◆ Stored data:
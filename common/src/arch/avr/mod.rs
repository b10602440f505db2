pub mod irq;
pub use irq::{AvrIrq, enable_interrupts};
//! Debug Console
//!
//! A byte sink bound to USART0, plus a `log` backend that writes records
//! through it. Purely observational: nothing the core decides depends on
//! what (or whether) the console writes.

use core::fmt::Write;

use common::sync::SpinLock;
use log::{LevelFilter, Log, Metadata, Record};

use crate::hal::serial::{SerialPort, SerialWriter};
use crate::platform::atmega328p::Usart0;

static CONSOLE: SpinLock<Option<Usart0>> = SpinLock::new(None);

/// Register the configured console port.
pub fn init(port: Usart0) {
    *CONSOLE.lock() = Some(port);
}

/// `log` backend writing records to the console.
///
/// Records must never be emitted from interrupt context; the console lock
/// may be held by interrupted code.
pub struct ConsoleLogger;

static LOGGER: ConsoleLogger = ConsoleLogger;

impl Log for ConsoleLogger {
    fn enabled(&self, _metadata: &Metadata) -> bool {
        true
    }

    fn log(&self, record: &Record) {
        if let Some(port) = CONSOLE.lock().as_mut() {
            let _ = writeln!(
                SerialWriter(port),
                "[{}] {}",
                record.level(),
                record.args()
            );
        }
    }

    fn flush(&self) {
        if let Some(port) = CONSOLE.lock().as_mut() {
            let _ = port.flush();
        }
    }
}

/// Install the console logger. Call after [`init`], before interrupts are
/// enabled.
pub fn init_logging(level: LevelFilter) {
    #[cfg(target_has_atomic = "ptr")]
    {
        let _ = log::set_logger(&LOGGER);
        log::set_max_level(level);
    }

    // AVR has no pointer-width atomics. The racy variants are sound here:
    // logging is set up once, before the interrupt enable.
    #[cfg(not(target_has_atomic = "ptr"))]
    unsafe {
        let _ = log::set_logger_racy(&LOGGER);
        log::set_max_level_racy(level);
    }
}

◆ WHAT YOU NEED TO DO: Extract each line from the entries above that contains the string "self".

◆ ANSWER FOR THE TASK:
    fn enabled(&self, _metadata: &Metadata) -> bool {
    fn log(&self, record: &Record) {
    fn flush(&self) {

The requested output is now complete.